- Rough location of the Sultanate
- Status: State from 1405-16th c. 16th c.-1906 Currently a non-sovereign monarchy within Niger
- Capital: Agadez
- Common languages: Tamajeq, Arabic, Hausa
- Religion: Sunni Islam
- Government: Sultanate
- • 1405-?: Yunus
- • 2016-present: Ibrahim Tsofo
- • Establishment of the Sultanate: 1405
- • Conquered by Songhai and Kebbi: pre/early-16th century
- • Breaks away from Kebbi: Late 16th century
- • Incorporated into French West Africa: 1906
| Preceded by | Succeeded by |
| / Kel Geres; / Kel Ferwan; / Kel Owey | French West Africa / |

= Sultanate of Agadez =

Historical country and sultanate in Niger

The Sultanate of Agadez (also known as Tenere Sultanate of Aïr, Sultanate of Aïr, or Asben) was a Berber kingdom centered first in the city of Agadez (initially, in the village of Tadaliza) in the Aïr Mountains, located at the southern edge of the Sahara desert in north-central Niger. It was founded in 1405 by the Tuareg. The Agadez Sultanate was later conquered by the Songhai Empire in 1500. After the defeat of the Songhai kingdom in 1591, the Agadez Sultanate regained its independence. It experienced a steep decline in population and economic activity during the 17th century. The sultanate came under French suzerainty in 1906. In the present day it is a non-sovereign monarchy in Niger.

==History==

=== Origins ===
There are various accounts on the origins of the sultanate, dependent on the relationships among the drum-groups (descent-based clans) and confederations. Most traditions agree on there being a crisis among the Tuareg in the 14th century. The Itesen were the most powerful group, however their leader was not recognised by other groups.

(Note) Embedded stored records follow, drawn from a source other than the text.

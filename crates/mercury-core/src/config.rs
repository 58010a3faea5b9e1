//! Engine configuration
//!
//! Plain structs with defaults and `with_*` builders. Nothing here reads the
//! environment; the host passes every setting explicitly.

use crate::analyzer::SeverityPolicy;
use crate::error::{MercuryError, Result};

/// Default number of session registry shards (power of 2 for efficient modulo)
const DEFAULT_NUM_SHARDS: usize = 64;

/// Top-level configuration for an [`Engine`](crate::Engine)
#[derive(Debug, Clone, Default)]
pub struct EngineConfig {
    pub monitor: MonitorConfig,
    pub severity: SeverityPolicy,
    pub contexts: ContextStoreConfig,
    pub history: HistoryConfig,
}

impl EngineConfig {
    pub fn new() -> Self {
        Self::default()
    }

    pub fn with_monitor(mut self, monitor: MonitorConfig) -> Self {
        self.monitor = monitor;
        self
    }

    pub fn with_severity(mut self, severity: SeverityPolicy) -> Self {
        self.severity = severity;
        self
    }

    pub fn with_contexts(mut self, contexts: ContextStoreConfig) -> Self {
        self.contexts = contexts;
        self
    }

    pub fn with_history(mut self, history: HistoryConfig) -> Self {
        self.history = history;
        self
    }

    /// Check every section for values the engine cannot run with
    pub fn validate(&self) -> Result<()> {
        self.severity.validate().map_err(MercuryError::InvalidConfig)?;
        if self.monitor.default_operation_type.is_empty() {
            return Err(MercuryError::InvalidConfig(
                "default operation type must not be empty".into(),
            ));
        }
        if self.contexts.max_contexts == 0 {
            return Err(MercuryError::InvalidConfig("max_contexts must be > 0".into()));
        }
        if self.history.initial_capacity == 0 {
            return Err(MercuryError::InvalidConfig(
                "history initial_capacity must be > 0".into(),
            ));
        }
        Ok(())
    }
}

/// Session registry configuration
#[derive(Debug, Clone)]
pub struct MonitorConfig {
    /// Number of registry shards (default: 64)
    pub shards: usize,

    /// Sample resident memory at start and stop (default: true)
    pub track_memory: bool,

    /// Operation type recorded when the caller supplies none
    pub default_operation_type: String,
}

impl Default for MonitorConfig {
    fn default() -> Self {
        Self {
            shards: DEFAULT_NUM_SHARDS,
            track_memory: true,
            default_operation_type: "general".to_string(),
        }
    }
}

impl MonitorConfig {
    pub fn with_shards(mut self, shards: usize) -> Self {
        self.shards = shards.max(1);
        self
    }

    pub fn with_memory_tracking(mut self, enabled: bool) -> Self {
        self.track_memory = enabled;
        self
    }

    pub fn with_default_operation_type(mut self, operation_type: impl Into<String>) -> Self {
        self.default_operation_type = operation_type.into();
        self
    }
}

/// Test context pool configuration
#[derive(Debug, Clone)]
pub struct ContextStoreConfig {
    /// Maximum live contexts (default: 256)
    pub max_contexts: usize,
}

impl Default for ContextStoreConfig {
    fn default() -> Self {
        Self { max_contexts: 256 }
    }
}

impl ContextStoreConfig {
    pub fn with_max_contexts(mut self, max_contexts: usize) -> Self {
        self.max_contexts = max_contexts;
        self
    }
}

/// History store configuration
#[derive(Debug, Clone)]
pub struct HistoryConfig {
    /// Record slots allocated when a new file is created (default: 1024)
    pub initial_capacity: u64,

    /// Longest accepted path in bytes (default: 4096)
    pub max_path_len: usize,
}

impl Default for HistoryConfig {
    fn default() -> Self {
        Self {
            initial_capacity: 1024,
            max_path_len: 4096,
        }
    }
}

impl HistoryConfig {
    pub fn with_initial_capacity(mut self, initial_capacity: u64) -> Self {
        self.initial_capacity = initial_capacity;
        self
    }

    pub fn with_max_path_len(mut self, max_path_len: usize) -> Self {
        self.max_path_len = max_path_len;
        self
    }
}
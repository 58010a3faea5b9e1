//! Session and counter entry points

use crate::guard::ffi_guard;
use crate::strings::opt_str;
use crate::ENGINE;
use libc::{c_char, c_int};
use mercury_core::{MetricsRecord, NPlusOneCause, INVALID_SESSION_ID};
use tracing::debug;

/// Start a monitoring session.
///
/// Returns a positive session id, or -1 when `operation_name` is null or
/// empty. A null `operation_type` uses the default type.
///
/// # Safety
/// Both arguments must be null or valid NUL-terminated strings.
#[no_mangle]
pub unsafe extern "C" fn start_monitoring(
    operation_name: *const c_char,
    operation_type: *const c_char,
) -> i64 {
    ffi_guard("start_monitoring", INVALID_SESSION_ID, || {
        let Some(name) = opt_str(operation_name) else {
            return INVALID_SESSION_ID;
        };
        let kind = opt_str(operation_type);
        ENGINE
            .monitor()
            .start(&name, kind.as_deref())
            .unwrap_or(INVALID_SESSION_ID)
    })
}

/// Stop a session and return its metrics, or null if `session_id` is
/// unknown, non-positive or already stopped.
///
/// The record must be released with [`free_metrics`].
#[no_mangle]
pub extern "C" fn stop_monitoring(session_id: i64) -> *mut MetricsRecord {
    ffi_guard("stop_monitoring", std::ptr::null_mut(), || {
        match ENGINE.monitor().stop(session_id) {
            Some(record) => Box::into_raw(Box::new(record)),
            None => {
                debug!(session_id, "stop_monitoring: no active session");
                std::ptr::null_mut()
            }
        }
    })
}

/// Release a record returned by [`stop_monitoring`]. Null is ignored.
///
/// # Safety
/// `metrics` must be null or a pointer from `stop_monitoring` that has not
/// been freed yet.
#[no_mangle]
pub unsafe extern "C" fn free_metrics(metrics: *mut MetricsRecord) {
    if !metrics.is_null() {
        drop(Box::from_raw(metrics));
    }
}

/// Read a field from a possibly-null record
///
/// # Safety
/// `metrics` must be null or point to a live record.
unsafe fn with_record<T>(
    name: &'static str,
    metrics: *const MetricsRecord,
    fallback: T,
    f: impl FnOnce(&MetricsRecord) -> T,
) -> T {
    match metrics.as_ref() {
        Some(record) => ffi_guard(name, fallback, || f(record)),
        None => fallback,
    }
}

/// # Safety
/// `metrics` must be null or point to a live record.
#[no_mangle]
pub unsafe extern "C" fn get_elapsed_time_ms(metrics: *const MetricsRecord) -> f64 {
    with_record("get_elapsed_time_ms", metrics, 0.0, |r| r.elapsed_ms())
}

/// # Safety
/// `metrics` must be null or point to a live record.
#[no_mangle]
pub unsafe extern "C" fn get_query_count(metrics: *const MetricsRecord) -> u32 {
    with_record("get_query_count", metrics, 0, |r| r.query_count())
}

/// # Safety
/// `metrics` must be null or point to a live record.
#[no_mangle]
pub unsafe extern "C" fn get_cache_hit_count(metrics: *const MetricsRecord) -> u32 {
    with_record("get_cache_hit_count", metrics, 0, |r| r.cache_hits)
}

/// # Safety
/// `metrics` must be null or point to a live record.
#[no_mangle]
pub unsafe extern "C" fn get_cache_miss_count(metrics: *const MetricsRecord) -> u32 {
    with_record("get_cache_miss_count", metrics, 0, |r| r.cache_misses)
}

/// # Safety
/// `metrics` must be null or point to a live record.
#[no_mangle]
pub unsafe extern "C" fn get_cache_hit_ratio(metrics: *const MetricsRecord) -> f64 {
    with_record("get_cache_hit_ratio", metrics, 0.0, |r| r.cache_hit_ratio())
}

/// Peak resident memory of the session in MB
///
/// # Safety
/// `metrics` must be null or point to a live record.
#[no_mangle]
pub unsafe extern "C" fn get_memory_usage_mb(metrics: *const MetricsRecord) -> f64 {
    with_record("get_memory_usage_mb", metrics, 0.0, |r| r.memory_usage_mb())
}

/// Growth in resident memory between start and stop, in MB
///
/// # Safety
/// `metrics` must be null or point to a live record.
#[no_mangle]
pub unsafe extern "C" fn get_memory_delta_mb(metrics: *const MetricsRecord) -> f64 {
    with_record("get_memory_delta_mb", metrics, 0.0, |r| r.memory_delta_mb())
}

/// Severity 0..=5 under the active thresholds
///
/// # Safety
/// `metrics` must be null or point to a live record.
#[no_mangle]
pub unsafe extern "C" fn calculate_n_plus_one_severity(metrics: *const MetricsRecord) -> c_int {
    with_record("calculate_n_plus_one_severity", metrics, 0, |r| {
        c_int::from(ENGINE.policy().severity(r))
    })
}

/// # Safety
/// `metrics` must be null or point to a live record.
#[no_mangle]
pub unsafe extern "C" fn has_n_plus_one_pattern(metrics: *const MetricsRecord) -> c_int {
    with_record("has_n_plus_one_pattern", metrics, 0, |r| {
        c_int::from(ENGINE.policy().has_n_plus_one(r))
    })
}

/// # Safety
/// `metrics` must be null or point to a live record.
#[no_mangle]
pub unsafe extern "C" fn detect_n_plus_one_severe(metrics: *const MetricsRecord) -> c_int {
    with_record("detect_n_plus_one_severe", metrics, 0, |r| {
        c_int::from(ENGINE.policy().is_severe(r))
    })
}

/// # Safety
/// `metrics` must be null or point to a live record.
#[no_mangle]
pub unsafe extern "C" fn detect_n_plus_one_moderate(metrics: *const MetricsRecord) -> c_int {
    with_record("detect_n_plus_one_moderate", metrics, 0, |r| {
        c_int::from(ENGINE.policy().is_moderate(r))
    })
}

/// Cause code: 0 none, 1 serializer, 2 related model, 3 foreign key,
/// 4 complex relationship
///
/// # Safety
/// `metrics` must be null or point to a live record.
#[no_mangle]
pub unsafe extern "C" fn estimate_n_plus_one_cause(metrics: *const MetricsRecord) -> c_int {
    with_record("estimate_n_plus_one_cause", metrics, 0, |r| {
        ENGINE.policy().estimate_cause(r) as c_int
    })
}

/// Static fix suggestion for the record's cause; never null
///
/// # Safety
/// `metrics` must be null or point to a live record.
#[no_mangle]
pub unsafe extern "C" fn get_n_plus_one_fix_suggestion(
    metrics: *const MetricsRecord,
) -> *const c_char {
    let cause = with_record("get_n_plus_one_fix_suggestion", metrics, NPlusOneCause::None, |r| {
        ENGINE.policy().estimate_cause(r)
    });
    cause.suggestion_with_nul().as_ptr().cast()
}

/// # Safety
/// `metrics` must be null or point to a live record.
#[no_mangle]
pub unsafe extern "C" fn is_memory_intensive(metrics: *const MetricsRecord) -> c_int {
    with_record("is_memory_intensive", metrics, 0, |r| c_int::from(r.is_memory_intensive()))
}

/// # Safety
/// `metrics` must be null or point to a live record.
#[no_mangle]
pub unsafe extern "C" fn has_poor_cache_performance(metrics: *const MetricsRecord) -> c_int {
    with_record("has_poor_cache_performance", metrics, 0, |r| {
        c_int::from(r.has_poor_cache_performance())
    })
}

#[no_mangle]
pub extern "C" fn reset_global_counters() {
    ENGINE.counters().reset();
}

#[no_mangle]
pub extern "C" fn increment_query_count() {
    ENGINE.counters().increment_query();
}

#[no_mangle]
pub extern "C" fn increment_cache_hits() {
    ENGINE.counters().increment_cache_hit();
}

#[no_mangle]
pub extern "C" fn increment_cache_misses() {
    ENGINE.counters().increment_cache_miss();
}

/// Sessions started but not yet stopped
#[no_mangle]
pub extern "C" fn get_active_session_count() -> c_int {
    ffi_guard("get_active_session_count", 0, || {
        c_int::try_from(ENGINE.monitor().active_sessions()).unwrap_or(c_int::MAX)
    })
}

/// Replace the five severity thresholds.
///
/// Returns 0, or -1 when they are negative, zero-based or not strictly
/// ascending (the previous thresholds stay active).
#[no_mangle]
pub extern "C" fn configure_n_plus_one_thresholds(
    mild: c_int,
    moderate: c_int,
    high: c_int,
    severe: c_int,
    critical: c_int,
) -> c_int {
    ffi_guard("configure_n_plus_one_thresholds", -1, || {
        let mut thresholds = [0u32; 5];
        for (slot, value) in thresholds.iter_mut().zip([mild, moderate, high, severe, critical]) {
            match u32::try_from(value) {
                Ok(v) => *slot = v,
                Err(_) => return -1,
            }
        }
        match ENGINE.configure_thresholds(thresholds) {
            Ok(()) => 0,
            Err(_) => -1,
        }
    })
}
//! Resident memory sampling

/// Get RSS bytes for the current process (Linux and macOS).
///
/// Reads kernel interfaces directly; never spawns a process.
pub fn get_rss_bytes() -> Option<u64> {
    #[cfg(target_os = "linux")]
    {
        // Second field of /proc/self/statm is resident pages
        let statm = std::fs::read_to_string("/proc/self/statm").ok()?;
        let rss_pages: u64 = statm.split_whitespace().nth(1)?.parse().ok()?;
        // SAFETY: sysconf has no preconditions
        let page_size = unsafe { libc::sysconf(libc::_SC_PAGESIZE) };
        if page_size <= 0 {
            return None;
        }
        Some(rss_pages * page_size as u64)
    }

    #[cfg(target_os = "macos")]
    {
        let mut usage = std::mem::MaybeUninit::<libc::rusage>::zeroed();
        // SAFETY: usage points to writable memory of the right size
        let rc = unsafe { libc::getrusage(libc::RUSAGE_SELF, usage.as_mut_ptr()) };
        if rc != 0 {
            return None;
        }
        // SAFETY: getrusage succeeded and initialized the struct
        let usage = unsafe { usage.assume_init() };
        // ru_maxrss is reported in bytes on macOS
        Some(usage.ru_maxrss as u64)
    }

    #[cfg(not(any(target_os = "macos", target_os = "linux")))]
    {
        None
    }
}

/// Convert bytes to megabytes
#[inline]
pub fn bytes_to_mb(bytes: u64) -> f64 {
    bytes as f64 / (1024.0 * 1024.0)
}
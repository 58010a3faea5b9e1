//! Memory-mapped history of finalized test contexts
//!
//! The store maps a single file laid out as a 64-byte header followed by
//! fixed-width records (see [`format`]). Appends happen under one writer
//! lock; when the mapped region is full the file is extended to twice its
//! record capacity and remapped while that lock is held.
//!
//! # Example
//!
//! ```no_run
//! use mercury_core::config::HistoryConfig;
//! use mercury_core::history::{HistoryQuery, HistoryStore};
//!
//! let store = HistoryStore::open("/tmp/mercury_history.bin", &HistoryConfig::default())?;
//! for entry in store.query(&HistoryQuery::all().with_class_prefix("UserView"))? {
//!     println!("{}::{}", entry.class_name, entry.method_name);
//! }
//! # Ok::<(), mercury_core::history::HistoryError>(())
//! ```

pub mod format;

pub use format::{HistoryEntry, HistoryHeader, HEADER_SIZE, RECORD_SIZE};

use crate::config::HistoryConfig;
use crate::context::{unix_now_ns, TestContext};
use crate::safe_path::{self, PathError};
use format::record_offset;
use memmap2::{MmapMut, MmapOptions};
use parking_lot::Mutex;
use std::fs::{File, OpenOptions};
use std::path::{Path, PathBuf};
use thiserror::Error;
use tracing::{debug, info, warn};

/// History store errors
#[derive(Error, Debug)]
pub enum HistoryError {
    #[error("IO error: {0}")]
    Io(#[from] std::io::Error),

    #[error("Invalid path: {0}")]
    Path(#[from] PathError),

    #[error("Invalid magic number: expected {expected:#010x}, got {actual:#010x}")]
    InvalidMagic { expected: u32, actual: u32 },

    #[error("Unsupported version: {0}")]
    UnsupportedVersion(u32),

    #[error("Corrupted header: {0}")]
    CorruptHeader(String),

    #[error("Corrupted record {index}: {reason}")]
    CorruptRecord { index: u64, reason: String },

    #[error("Checksum mismatch in record {index}: expected {expected:x}, got {actual:x}")]
    ChecksumMismatch { index: u64, expected: u32, actual: u32 },

    #[error("History file is full ({0} records)")]
    CapacityOverflow(u64),
}

pub type Result<T> = std::result::Result<T, HistoryError>;

/// Filter for [`HistoryStore::query`].
///
/// Name filters are prefix matches; `None` or an empty prefix matches
/// everything. The timestamp range is inclusive.
#[derive(Debug, Clone, Copy)]
pub struct HistoryQuery<'a> {
    pub class_prefix: Option<&'a str>,
    pub method_prefix: Option<&'a str>,
    pub start_ns: u64,
    pub end_ns: u64,
}

impl<'a> HistoryQuery<'a> {
    pub fn all() -> Self {
        Self {
            class_prefix: None,
            method_prefix: None,
            start_ns: 0,
            end_ns: u64::MAX,
        }
    }

    pub fn with_class_prefix(mut self, prefix: &'a str) -> Self {
        self.class_prefix = Some(prefix);
        self
    }

    pub fn with_method_prefix(mut self, prefix: &'a str) -> Self {
        self.method_prefix = Some(prefix);
        self
    }

    pub fn with_time_range(mut self, start_ns: u64, end_ns: u64) -> Self {
        self.start_ns = start_ns;
        self.end_ns = end_ns;
        self
    }

    pub fn matches(&self, entry: &HistoryEntry) -> bool {
        let prefix_ok = |prefix: Option<&str>, value: &str| {
            prefix.map_or(true, |p| value.starts_with(p))
        };
        prefix_ok(self.class_prefix, entry.class_name.as_str())
            && prefix_ok(self.method_prefix, entry.method_name.as_str())
            && entry.timestamp_ns >= self.start_ns
            && entry.timestamp_ns <= self.end_ns
    }
}

impl Default for HistoryQuery<'_> {
    fn default() -> Self {
        Self::all()
    }
}

struct MappedFile {
    file: File,
    mmap: MmapMut,
    header: HistoryHeader,
}

impl MappedFile {
    fn write_header(&mut self) {
        self.mmap[..HEADER_SIZE].copy_from_slice(&self.header.encode());
    }

    /// Extend the file to hold twice as many records and remap it
    fn grow(&mut self) -> Result<()> {
        let old_max = self.header.max_entries;
        let new_max = old_max
            .max(1)
            .checked_mul(2)
            .ok_or(HistoryError::CapacityOverflow(old_max))?;
        let new_len = record_offset(new_max).ok_or(HistoryError::CapacityOverflow(old_max))?;

        self.mmap.flush()?;
        self.file.set_len(new_len)?;
        // SAFETY: the file is owned by this store and only mutated through
        // this mapping while the writer lock is held
        self.mmap = unsafe { MmapOptions::new().map_mut(&self.file)? };
        self.header.max_entries = new_max;
        self.write_header();

        debug!(old_max, new_max, "Grew history file");
        Ok(())
    }
}

/// Persistent, memory-mapped history of finalized test contexts
pub struct HistoryStore {
    path: PathBuf,
    inner: Mutex<MappedFile>,
}

impl HistoryStore {
    /// Open an existing history file or create a new one.
    ///
    /// The path is validated before any file is created. An existing file
    /// must carry a valid header whose counts fit within the file.
    pub fn open(path: impl AsRef<Path>, config: &HistoryConfig) -> Result<Self> {
        let path = path.as_ref();
        safe_path::validate_target(path, config.max_path_len)?;

        let file = OpenOptions::new()
            .read(true)
            .write(true)
            .create(true)
            .truncate(false)
            .open(path)?;
        let file_len = file.metadata()?.len();

        let (mmap, header, created) = if file_len == 0 {
            let capacity = config.initial_capacity.max(1);
            let header = HistoryHeader::new(capacity, unix_now_ns() as i64);
            let len = header
                .required_len()
                .ok_or(HistoryError::CapacityOverflow(capacity))?;
            file.set_len(len)?;
            // SAFETY: freshly sized file owned by this store
            let mut mmap = unsafe { MmapOptions::new().map_mut(&file)? };
            mmap[..HEADER_SIZE].copy_from_slice(&header.encode());
            mmap.flush()?;
            (mmap, header, true)
        } else {
            if file_len < HEADER_SIZE as u64 {
                warn!(path = %path.display(), file_len, "History file shorter than header");
                return Err(HistoryError::CorruptHeader(format!(
                    "file is {} bytes, header needs {}",
                    file_len, HEADER_SIZE
                )));
            }
            // SAFETY: file length checked above; mutation goes through the writer lock
            let mmap = unsafe { MmapOptions::new().map_mut(&file)? };
            let header = HistoryHeader::decode(&mmap).map_err(|e| {
                warn!(path = %path.display(), error = %e, "Rejected history file");
                e
            })?;
            match header.required_len() {
                Some(required) if required <= file_len => {}
                _ => {
                    warn!(path = %path.display(), "History header exceeds file length");
                    return Err(HistoryError::CorruptHeader(format!(
                        "header claims {} records but file is {} bytes",
                        header.max_entries, file_len
                    )));
                }
            }
            (mmap, header, false)
        };

        info!(
            path = %path.display(),
            entries = header.entry_count,
            capacity = header.max_entries,
            created,
            "Opened history store"
        );

        Ok(Self {
            path: path.to_path_buf(),
            inner: Mutex::new(MappedFile { file, mmap, header }),
        })
    }

    pub fn path(&self) -> &Path {
        &self.path
    }

    /// Append a finalized context stamped with the current time
    pub fn append_context(&self, context: &TestContext) -> Result<u64> {
        self.append(&HistoryEntry::from_context(context, unix_now_ns()))
    }

    /// Append an entry, returning its record index
    pub fn append(&self, entry: &HistoryEntry) -> Result<u64> {
        let mut inner = self.inner.lock();
        if inner.header.entry_count >= inner.header.max_entries {
            inner.grow()?;
        }

        let index = inner.header.entry_count;
        let offset = inner.header.next_offset as usize;
        inner.mmap[offset..offset + RECORD_SIZE].copy_from_slice(&entry.encode());

        inner.header.entry_count += 1;
        inner.header.next_offset += RECORD_SIZE as u64;
        inner.write_header();
        Ok(index)
    }

    /// Read one record, verifying its checksum
    pub fn get(&self, index: u64) -> Result<HistoryEntry> {
        let inner = self.inner.lock();
        if index >= inner.header.entry_count {
            return Err(HistoryError::CorruptRecord {
                index,
                reason: format!("out of range ({} records)", inner.header.entry_count),
            });
        }
        let offset = record_offset(index).unwrap_or(u64::MAX) as usize;
        HistoryEntry::decode(&inner.mmap[offset..offset + RECORD_SIZE], index)
    }

    /// Entries matching `query`, oldest first. Corrupt records are skipped.
    pub fn query(&self, query: &HistoryQuery<'_>) -> Result<Vec<HistoryEntry>> {
        let inner = self.inner.lock();
        let mut out = Vec::new();
        for index in 0..inner.header.entry_count {
            let offset = index as usize * RECORD_SIZE + HEADER_SIZE;
            match HistoryEntry::decode(&inner.mmap[offset..offset + RECORD_SIZE], index) {
                Ok(entry) if query.matches(&entry) => out.push(entry),
                Ok(_) => {}
                Err(e) => warn!(path = %self.path.display(), error = %e, "Skipping history record"),
            }
        }
        Ok(out)
    }

    /// Number of stored records
    pub fn len(&self) -> u64 {
        self.inner.lock().header.entry_count
    }

    pub fn is_empty(&self) -> bool {
        self.len() == 0
    }

    /// Record slots currently mapped
    pub fn capacity(&self) -> u64 {
        self.inner.lock().header.max_entries
    }

    /// Flush mapped pages to the file
    pub fn flush(&self) -> Result<()> {
        self.inner.lock().mmap.flush()?;
        Ok(())
    }

    /// Flush and unmap
    pub fn close(self) -> Result<()> {
        self.flush()?;
        info!(path = %self.path.display(), "Closed history store");
        Ok(())
    }
}

impl Drop for HistoryStore {
    fn drop(&mut self) {
        if let Err(e) = self.inner.get_mut().mmap.flush() {
            warn!(path = %self.path.display(), error = %e, "Failed to flush history on drop");
        }
    }
}

#[cfg(test)]
mod tests {
    use super::*;
    use crate::context::{Grade, TestName};
    use tempfile::TempDir;

    fn entry(class: &str, method: &str, ts: u64) -> HistoryEntry {
        HistoryEntry {
            timestamp_ns: ts,
            context_id: ts,
            class_name: TestName::from_str_truncated(class),
            method_name: TestName::from_str_truncated(method),
            response_time_ms: 10.0,
            memory_usage_mb: 4.0,
            cache_hit_ratio: 0.5,
            query_count: 3,
            n_plus_one_query_count: 0,
            duplicate_count: 0,
            severity_level: 0,
            has_n_plus_one: false,
            grade: Grade::from_str_truncated("A"),
            optimization_suggestion: Default::default(),
        }
    }

    #[test]
    fn test_open_creates_file_with_header() {
        let dir = TempDir::new().unwrap();
        let path = dir.path().join("history.bin");
        let store = HistoryStore::open(&path, &HistoryConfig::default()).unwrap();

        assert!(store.is_empty());
        assert_eq!(store.capacity(), 1024);
        let len = std::fs::metadata(&path).unwrap().len();
        assert_eq!(len, (HEADER_SIZE + 1024 * RECORD_SIZE) as u64);
    }

    #[test]
    fn test_append_and_query_filters() {
        let dir = TempDir::new().unwrap();
        let store = HistoryStore::open(dir.path().join("h.bin"), &HistoryConfig::default()).unwrap();

        store.append(&entry("UserModelTest", "test_create", 100)).unwrap();
        store.append(&entry("UserModelTest", "test_update", 200)).unwrap();
        store.append(&entry("ProfileModelTest", "test_update", 300)).unwrap();

        assert_eq!(store.query(&HistoryQuery::all()).unwrap().len(), 3);
        assert_eq!(
            store.query(&HistoryQuery::all().with_class_prefix("UserModel")).unwrap().len(),
            2
        );
        assert_eq!(
            store.query(&HistoryQuery::all().with_method_prefix("test_update")).unwrap().len(),
            2
        );
        assert_eq!(
            store.query(&HistoryQuery::all().with_class_prefix("")).unwrap().len(),
            3
        );
        assert_eq!(
            store.query(&HistoryQuery::all().with_time_range(200, 300)).unwrap().len(),
            2
        );
        assert!(store
            .query(&HistoryQuery::all().with_class_prefix("Missing"))
            .unwrap()
            .is_empty());
    }

    #[test]
    fn test_grows_by_doubling() {
        let dir = TempDir::new().unwrap();
        let config = HistoryConfig::default().with_initial_capacity(2);
        let store = HistoryStore::open(dir.path().join("h.bin"), &config).unwrap();

        for i in 0..5 {
            assert_eq!(store.append(&entry("C", "m", i)).unwrap(), i);
        }
        assert_eq!(store.len(), 5);
        assert_eq!(store.capacity(), 8);
        assert_eq!(store.get(4).unwrap().timestamp_ns, 4);
    }

    #[test]
    fn test_corrupt_record_skipped() {
        let dir = TempDir::new().unwrap();
        let path = dir.path().join("h.bin");
        {
            let store = HistoryStore::open(&path, &HistoryConfig::default()).unwrap();
            store.append(&entry("A", "m", 1)).unwrap();
            store.append(&entry("B", "m", 2)).unwrap();
            store.close().unwrap();
        }

        let mut bytes = std::fs::read(&path).unwrap();
        bytes[HEADER_SIZE + 30] ^= 0xFF;
        std::fs::write(&path, &bytes).unwrap();

        let store = HistoryStore::open(&path, &HistoryConfig::default()).unwrap();
        let entries = store.query(&HistoryQuery::all()).unwrap();
        assert_eq!(entries.len(), 1);
        assert_eq!(entries[0].class_name.as_str(), "B");
        assert!(matches!(store.get(0), Err(HistoryError::ChecksumMismatch { index: 0, .. })));
    }

    #[test]
    fn test_get_out_of_range() {
        let dir = TempDir::new().unwrap();
        let store = HistoryStore::open(dir.path().join("h.bin"), &HistoryConfig::default()).unwrap();
        assert!(matches!(store.get(0), Err(HistoryError::CorruptRecord { index: 0, .. })));
    }
}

Oral history of the Aïr describes the foundation of the sultanate around 1405 by local Tuareg tribes seeking an inter-tribal organisation for mediation between different clans to settle disputes. For this, the first Sultan, Yunǝs or Yunus, was chosen for being the son of a distant Tuareg from Targa (Libya) and a local taklit or female slave, which made him politically neutral between the factions (Iṣandalăn, Itesăn, Ilisăwăn and Ibǝrkorăyăn) involved in the founding. From then on, every Sultan had to be married to a taklit, as to prevent tribal rivalries.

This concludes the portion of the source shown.